In the Netherlands, Stefano Boeri Architetti is building the first Vertical Forest for social housing.
After the experience of the first Vertical Forest in Milan – which also owed its cost to the initial investment in scientific research – the studio worked with great obstinacy on the construction systems (prefabrication) and on the materials needed to make the Vertical Forest accessible to all. And they did it. In recent weeks, the Trudo Vertical Forest, a residential social housing building, will be completed in Eindhoven. The green tower is intended to mainly accommodate popular users, in particular young couples, hosting a series of rent-controlled apartments with high living quality on its 19 floors. Thanks also to the more than 125 trees of various species on the balconies, to which about 5,200 shrubs and smaller plants will be added.
Not far from Eindhoven, in Utrecht, another Vertical Forest is growing. Drawn up by Stefano Boeri Architetti and MVSA Architects, the Wonderwoods project aims to create an advanced experience of cohabitation between city and nature in the center of Utrecht as part of the new Healthy Urban Quarter. Enriched with office areas, spaces for fitness and yoga, bicycle parking and public and recreational spaces, the Wonderwoods Vertical Forest is designed as the new wellness hub in Utrecht. As a form of protection and safeguarding for the biodiversity of living species and in particular the birds that inhabit the Dutch skies, the Wonderwoods Vertical Forest has also been developed to promote the pleasure of contact with nature.
To foster greening in different climatic environments is not a simple task.
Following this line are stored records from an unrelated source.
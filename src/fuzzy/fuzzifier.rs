//! Crisp inputs to term degrees

use indexmap::IndexMap;

use crate::error::{DpiError, DpiResult, ErrorCode};
use super::rule::Fuzzification;
use super::variable::LinguisticVariable;

/// Crisp value per input variable name
pub type CrispInputs = IndexMap<String, f64>;

/// Fuzzifies a full input vector against a set of input variables
#[derive(Debug, Clone, Copy)]
pub struct Fuzzifier<'m> {
    inputs: &'m [LinguisticVariable],
}

impl<'m> Fuzzifier<'m> {
    pub fn new(inputs: &'m [LinguisticVariable]) -> Self {
        Self { inputs }
    }

    /// Every declared input must be present and finite. Extra entries are ignored.
    pub fn fuzzify(&self, crisp: &CrispInputs) -> DpiResult<Fuzzification> {
        let mut result = Fuzzification::with_capacity(self.inputs.len());

        for var in self.inputs {
            let value = *crisp
                .get(var.name())
                .ok_or_else(|| DpiError::missing(var.name()))?;
            if !value.is_finite() {
                return Err(DpiError::new(
                    ErrorCode::InvalidValue,
                    format!("input '{}' must be a finite number", var.name()),
                )
                .with_context("field", var.name()));
            }
            result.insert(var.name().to_string(), var.fuzzify(value));
        }

        Ok(result)
    }
}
However, there are several examples showing how innovative methodologies and techniques are able to achieve excellent results; Palazzo Verde in the city of Antwerp (Belgium), developed by Stefano Boeri Architetti is one of these examples.
Palazzo Verde, with its 67 apartments, is the greenest building in all of Belgium: the facades are made up of alternating balconies and loggias, working on the concept of threshold, and moving the boundary between inside and outside. Palazzo Verde houses 86 local trees and 2200 shrubs, for a total of 780 square meters of total green area, accessible by residents directly from the stairwells and recognizable as a protected and inclusive space, obtained by positioning trees and shrubs at the edges of the terraces themselves.
Adopting strategies that combine technological innovation with locally adapted and climate-appropriate Nature-Based Solutions, can truly help cities and communities mitigate the effects of climate change and provide positive long-term social, environmental and economic benefits.